La situation des réfugiés en Grèce doit être améliorée
Par 10 voix contre 2 et une abstention, la commission a soutenu une motion du Conseil national chargeant le Conseil fédéral de prendre des mesures en vue d'une amélioration importante de la situation des réfugiés dans les îles égéennes et de s'engager au niveau européen en faveur d'une réforme des accords de Dublin (20.3143 n Mo. Conseil national [CIP-CN]. Accueil de réfugiés en provenance de Grèce et réforme des accords de Dublin). La commission a pris note du fait que les objectifs de la motion étaient déjà largement réalisés et souhaite appuyer l’action du Conseil fédéral dans ce domaine. Une minorité propose le rejet de la motion au motif que le Parlement ne doit pas faire de la politique-symbole. La commission a en outre pris acte de la politique menée par le Conseil fédéral d’accueillir des mineurs non accompagnés en provenance de Grèce ayant des liens familiaux en Suisse. Elle a par conséquent considéré que la pétition 20.2008 (Protection des enfants et des jeunes en fuite) était liquidée.
Clarifier la situation en matière de rentes AVS et AI pour les réfugiés
Par 6 voix contre 5, la commission a adopté une initiative de commission visant à clarifier la situation en matière d’obligation de résidence pour les réfugiés qui reçoivent des rentes AVS ou AI (20.458 Exigences de domicile pour les réfugiés dans les domaines de l’AVS et de l’AI). Un arrêt de janvier 2020 du Tribunal fédéral a en effet ouvert la porte au versement de rentes pour enfant d’invalide même si l’enfant en question réside à l’étranger. Aux yeux de la majorité de la commission, il s’agit de prévoir clairement que tous les bénéficiaires de rentes doivent résider en Suisse. Selon l’avis minoritaire, une économie de quelques francs ne devrait pas suffire à justifier une violation directe de la Convention de Genève sur les réfugiés.

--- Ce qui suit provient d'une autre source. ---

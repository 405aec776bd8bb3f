// Copyright (c) 2025 Geoffrey Huntley <ghuntley@ghuntley.com>. All rights reserved.
// SPDX-License-Identifier: Proprietary

//! Compute unit settings. The handler code itself lives outside this
//! workspace and is referenced by path.

use std::path::PathBuf;

use serde::Deserialize;

use crate::error::ConfigError;

#[derive(Debug, Clone, Copy, PartialEq, Eq, Default, Deserialize)]
#[serde(rename_all = "snake_case")]
pub enum Architecture {
	#[default]
	Arm64,
	X86_64,
}

impl Architecture {
	pub fn as_str(&self) -> &'static str {
		match self {
			Architecture::Arm64 => "arm64",
			Architecture::X86_64 => "x86_64",
		}
	}

	pub fn parse(s: &str) -> Option<Self> {
		match s.to_lowercase().as_str() {
			"arm64" => Some(Architecture::Arm64),
			"x86_64" | "x86-64" => Some(Architecture::X86_64),
			_ => None,
		}
	}
}

#[derive(Debug, Clone, PartialEq, Eq)]
pub struct FunctionConfig {
	pub runtime: String,
	pub handler: String,
	pub memory_mb: u32,
	/// Per-invocation ceiling; the platform terminates invocations past it.
	pub timeout_secs: u32,
	pub architecture: Architecture,
	/// Directory holding the handler code.
	pub code_path: PathBuf,
	pub knowledge_base_id: Option<String>,
	pub model_arn: Option<String>,
}

#[derive(Debug, Clone, Default, Deserialize)]
pub struct FunctionConfigLayer {
	#[serde(default)]
	pub runtime: Option<String>,
	#[serde(default)]
	pub handler: Option<String>,
	#[serde(default)]
	pub memory_mb: Option<u32>,
	#[serde(default)]
	pub timeout_secs: Option<u32>,
	#[serde(default)]
	pub architecture: Option<Architecture>,
	#[serde(default)]
	pub code_path: Option<PathBuf>,
	#[serde(default)]
	pub knowledge_base_id: Option<String>,
	#[serde(default)]
	pub model_arn: Option<String>,
}

impl FunctionConfigLayer {
	pub fn merge(&mut self, other: FunctionConfigLayer) {
		if other.runtime.is_some() {
			self.runtime = other.runtime;
		}
		if other.handler.is_some() {
			self.handler = other.handler;
		}
		if other.memory_mb.is_some() {
			self.memory_mb = other.memory_mb;
		}
		if other.timeout_secs.is_some() {
			self.timeout_secs = other.timeout_secs;
		}
		if other.architecture.is_some() {
			self.architecture = other.architecture;
		}
		if other.code_path.is_some() {
			self.code_path = other.code_path;
		}
		if other.knowledge_base_id.is_some() {
			self.knowledge_base_id = other.knowledge_base_id;
		}
		if other.model_arn.is_some() {
			self.model_arn = other.model_arn;
		}
	}

	pub fn resolve(self) -> Result<FunctionConfig, ConfigError> {
		let memory_mb = self.memory_mb.unwrap_or(256);
		if !(128..=10_240).contains(&memory_mb) {
			return Err(ConfigError::invalid_value(
				"function.memory_mb",
				format!("{memory_mb} is outside 128..=10240"),
			));
		}

		let timeout_secs = self.timeout_secs.unwrap_or(30);
		if !(1..=900).contains(&timeout_secs) {
			return Err(ConfigError::invalid_value(
				"function.timeout_secs",
				format!("{timeout_secs} is outside 1..=900"),
			));
		}

		if let Some(arn) = &self.model_arn {
			if !arn.starts_with("arn:aws:bedrock:") {
				return Err(ConfigError::invalid_value(
					"function.model_arn",
					format!("'{arn}' is not a bedrock ARN"),
				));
			}
		}

		Ok(FunctionConfig {
			runtime: self.runtime.unwrap_or_else(|| "python3.12".to_string()),
			handler: self.handler.unwrap_or_else(|| "index.handler".to_string()),
			memory_mb,
			timeout_secs,
			architecture: self.architecture.unwrap_or_default(),
			code_path: self.code_path.unwrap_or_else(|| PathBuf::from("lambda")),
			knowledge_base_id: self.knowledge_base_id.filter(|s| !s.is_empty()),
			model_arn: self.model_arn,
		})
	}
}
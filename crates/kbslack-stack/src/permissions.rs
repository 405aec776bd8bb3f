// Copyright (c) 2025 Geoffrey Huntley <ghuntley@ghuntley.com>. All rights reserved.
// SPDX-License-Identifier: Proprietary

//! Permission boundary of the handler's execution identity.
//!
//! Four statements, one per consumer need. Each statement lists its actions
//! explicitly and is never merged with another, so every granted action maps
//! back to exactly one [`Purpose`]. [`PermissionBoundary::audit`] re-checks
//! these rules on the finished statements before they are attached.

use std::collections::BTreeSet;
use std::fmt;

use kbslack_stack_config::{
	is_valid_account, is_valid_region, PermissionsConfig, SelfInvokeScope, TargetConfig,
};
use serde_json::{json, Value};
use tracing::warn;

use crate::compute::{function_arns, FUNCTION_CONSTRUCT_ID};
use crate::error::{StackError, StackResult};
use crate::secrets::SecretStore;
use crate::template::{logical_id, Resource, ResourceRef, TemplateBuilder};

pub const POLICY_VERSION: &str = "2012-10-17";

#[derive(Debug, Clone, Copy, PartialEq, Eq, Hash, PartialOrd, Ord)]
pub enum Purpose {
	Retrieval,
	Invocation,
	SecretRead,
	SelfInvoke,
}

impl Purpose {
	pub const ALL: [Purpose; 4] = [
		Purpose::Retrieval,
		Purpose::Invocation,
		Purpose::SecretRead,
		Purpose::SelfInvoke,
	];

	/// Statement id; IAM allows alphanumerics only.
	pub fn sid(&self) -> &'static str {
		match self {
			Purpose::Retrieval => "KnowledgeBaseRetrieval",
			Purpose::Invocation => "ModelInvocation",
			Purpose::SecretRead => "SecretRead",
			Purpose::SelfInvoke => "SelfInvoke",
		}
	}

	pub fn from_sid(sid: &str) -> Option<Self> {
		Purpose::ALL.into_iter().find(|p| p.sid() == sid)
	}

	/// Purposes whose resources must never be a bare `*`.
	fn requires_scoped_resources(&self) -> bool {
		!matches!(self, Purpose::SelfInvoke)
	}
}

impl fmt::Display for Purpose {
	fn fmt(&self, f: &mut fmt::Formatter<'_>) -> fmt::Result {
		f.write_str(self.sid())
	}
}

#[derive(Debug, Clone, Copy, PartialEq, Eq)]
pub enum Effect {
	Allow,
	Deny,
}

impl Effect {
	pub fn as_str(&self) -> &'static str {
		match self {
			Effect::Allow => "Allow",
			Effect::Deny => "Deny",
		}
	}
}

pub const RETRIEVAL_ACTIONS: [&str; 4] = [
	"bedrock:RetrieveAndGenerate",
	"bedrock:Retrieve",
	"bedrock:Query",
	"bedrock:GetInferenceProfile",
];
pub const INVOCATION_ACTIONS: [&str; 1] = ["bedrock:InvokeModel"];
pub const SECRET_READ_ACTIONS: [&str; 1] = ["secretsmanager:GetSecretValue"];
pub const SELF_INVOKE_ACTIONS: [&str; 2] = ["lambda:InvokeFunction", "lambda:GetFunction"];

#[derive(Debug, Clone, PartialEq)]
pub struct PolicyStatement {
	pub purpose: Purpose,
	pub effect: Effect,
	pub actions: Vec<String>,
	/// ARN strings or intrinsics that resolve to ARNs.
	pub resources: Vec<Value>,
}

impl PolicyStatement {
	fn allow(purpose: Purpose, actions: &[&str], resources: Vec<Value>) -> Self {
		Self {
			purpose,
			effect: Effect::Allow,
			actions: actions.iter().map(|a| a.to_string()).collect(),
			resources,
		}
	}

	pub fn has_wildcard_resource(&self) -> bool {
		self.resources.iter().any(|r| r.as_str() == Some("*"))
	}

	pub fn to_json(&self) -> Value {
		json!({
			"Sid": self.purpose.sid(),
			"Effect": self.effect.as_str(),
			"Action": self.actions,
			"Resource": self.resources,
		})
	}
}

/// Rules a boundary must satisfy before it is attached.
#[derive(Debug, Clone, PartialEq, Eq, thiserror::Error)]
pub enum PolicyViolation {
	#[error("expected one statement per purpose, found {found:?}")]
	PurposeSet { found: Vec<Purpose> },

	#[error("{purpose} grants no actions")]
	EmptyActions { purpose: Purpose },

	#[error("{purpose} grants wildcard action '{action}'")]
	WildcardAction { purpose: Purpose, action: String },

	#[error("{purpose} is granted on an unscoped '*' resource")]
	UnscopedResource { purpose: Purpose },

	#[error("{purpose} statement must allow, not deny")]
	NotAllow { purpose: Purpose },

	#[error("secret read must cover exactly this stack's secrets")]
	SecretScope,
}

/// Fail unless account and region are concrete values an ARN can carry.
pub fn require_resolved_target(target: &TargetConfig) -> StackResult<()> {
	if !is_valid_account(&target.account) {
		return Err(StackError::UnresolvedEnvironment {
			field: "account",
			value: target.account.clone(),
		});
	}
	if !is_valid_region(&target.region) {
		return Err(StackError::UnresolvedEnvironment {
			field: "region",
			value: target.region.clone(),
		});
	}
	Ok(())
}

/// Renders regional ARNs once the deploy target is known to be concrete.
struct ArnScope<'a> {
	account: &'a str,
	region: &'a str,
}

impl<'a> ArnScope<'a> {
	fn new(target: &'a TargetConfig) -> StackResult<Self> {
		require_resolved_target(target)?;
		Ok(Self {
			account: &target.account,
			region: &target.region,
		})
	}

	fn knowledge_bases(&self) -> String {
		format!(
			"arn:aws:bedrock:{}:{}:knowledge-base/*",
			self.region, self.account
		)
	}

	fn inference_profiles(&self) -> String {
		format!(
			"arn:aws:bedrock:{}:{}:inference-profile/*",
			self.region, self.account
		)
	}
}

fn foundation_models(region: &str) -> String {
	format!("arn:aws:bedrock:{region}::foundation-model/*")
}

fn strings(values: impl IntoIterator<Item = String>) -> Vec<Value> {
	let mut seen = BTreeSet::new();
	values
		.into_iter()
		.filter(|v| seen.insert(v.clone()))
		.map(Value::String)
		.collect()
}

#[derive(Debug, Clone, PartialEq)]
pub struct PermissionBoundary {
	statements: Vec<PolicyStatement>,
}

impl PermissionBoundary {
	/// Build the four purpose statements for this deploy target.
	///
	/// `function_name` is the handler's physical name when the self-invoke
	/// grant is narrowed to it.
	pub fn design(
		target: &TargetConfig,
		permissions: &PermissionsConfig,
		secrets: &SecretStore,
		function_name: Option<&str>,
	) -> StackResult<Self> {
		let scope = ArnScope::new(target)?;
		for region in &permissions.model_regions {
			if !is_valid_region(region) {
				return Err(StackError::UnresolvedEnvironment {
					field: "model region",
					value: region.clone(),
				});
			}
		}

		// Knowledge base is single-region; models are reachable in every allowed region.
		let retrieval = strings(
			std::iter::once(scope.knowledge_bases())
				.chain(permissions.model_regions.iter().map(|r| foundation_models(r)))
				.chain(std::iter::once(scope.inference_profiles())),
		);

		let invocation = strings(
			std::iter::once(foundation_models(scope.region))
				.chain(permissions.model_regions.iter().map(|r| foundation_models(r)))
				.chain(std::iter::once(scope.inference_profiles())),
		);

		let self_invoke = match (permissions.self_invoke_scope, function_name) {
			(SelfInvokeScope::OwnFunction, Some(name)) => strings(function_arns(target, name)),
			(SelfInvokeScope::OwnFunction, None) => {
				return Err(StackError::PolicyAudit(PolicyViolation::UnscopedResource {
					purpose: Purpose::SelfInvoke,
				}))
			}
			(SelfInvokeScope::AnyFunction, _) => {
				warn!(
					actions = ?SELF_INVOKE_ACTIONS,
					"self-invoke grant is not narrowed to the handler; any function in the account may be invoked"
				);
				vec![json!("*")]
			}
		};

		Ok(Self {
			statements: vec![
				PolicyStatement::allow(Purpose::Retrieval, &RETRIEVAL_ACTIONS, retrieval),
				PolicyStatement::allow(Purpose::Invocation, &INVOCATION_ACTIONS, invocation),
				PolicyStatement::allow(Purpose::SecretRead, &SECRET_READ_ACTIONS, secrets.arns()),
				PolicyStatement::allow(Purpose::SelfInvoke, &SELF_INVOKE_ACTIONS, self_invoke),
			],
		})
	}

	pub fn from_statements(statements: Vec<PolicyStatement>) -> Self {
		Self { statements }
	}

	pub fn statements(&self) -> &[PolicyStatement] {
		&self.statements
	}

	pub fn statement(&self, purpose: Purpose) -> Option<&PolicyStatement> {
		self.statements.iter().find(|s| s.purpose == purpose)
	}

	pub fn purposes(&self) -> Vec<Purpose> {
		self.statements.iter().map(|s| s.purpose).collect()
	}

	/// Check the least-privilege rules against the secrets this stack owns.
	pub fn audit(&self, secrets: &SecretStore) -> Result<(), PolicyViolation> {
		let mut found = self.purposes();
		found.sort();
		if found != Purpose::ALL {
			return Err(PolicyViolation::PurposeSet { found });
		}

		for statement in &self.statements {
			let purpose = statement.purpose;
			if statement.effect != Effect::Allow {
				return Err(PolicyViolation::NotAllow { purpose });
			}
			if statement.actions.is_empty() {
				return Err(PolicyViolation::EmptyActions { purpose });
			}
			if let Some(action) = statement.actions.iter().find(|a| a.contains('*')) {
				return Err(PolicyViolation::WildcardAction {
					purpose,
					action: action.clone(),
				});
			}
			if purpose.requires_scoped_resources() && statement.has_wildcard_resource() {
				return Err(PolicyViolation::UnscopedResource { purpose });
			}
		}

		let granted = self
			.statement(Purpose::SecretRead)
			.map(|s| s.resources.clone())
			.unwrap_or_default();
		let expected = secrets.arns();
		let same_set = granted.len() == expected.len()
			&& expected.iter().all(|arn| granted.contains(arn));
		if !same_set {
			return Err(PolicyViolation::SecretScope);
		}

		Ok(())
	}

	pub fn to_policy_document(&self) -> Value {
		let statements: Vec<Value> = self.statements.iter().map(|s| s.to_json()).collect();
		json!({ "Version": POLICY_VERSION, "Statement": statements })
	}

	/// Audit, then attach as one policy on `role`.
	pub fn attach(
		&self,
		builder: &mut TemplateBuilder,
		role: &ResourceRef,
		secrets: &SecretStore,
	) -> StackResult<ResourceRef> {
		self.audit(secrets)?;
		let id = logical_id(&[FUNCTION_CONSTRUCT_ID, "ServiceRole", "DefaultPolicy"]);
		builder.add(
			Resource::new(id.clone(), "AWS::IAM::Policy")
				.property("PolicyName", id)
				.property("PolicyDocument", self.to_policy_document())
				.property("Roles", json!([role.ref_()])),
		)
	}
}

Classement d’une initiative cantonale st-galloise en matière d’autorisation de séjour et d’établissement
La commission propose enfin à son Conseil de classer, à l’instar du Conseil national, une initiative du canton de St-Gall (16.307 Modification de la loi sur les étrangers. Renforcement des contraintes et de l'application de la législation en vigueur concernant l'intégration, l'aide sociale, la scolarité obligatoire et les sanctions pénales), les buts poursuivis par cette initiative ayant été largement réalisés dans l’intervalle.
La commission a siégé les 25 et 26 juin 2020 à Berne, sous la conduite de son président, le conseiller aux États Andrea Caroni (RL/AR).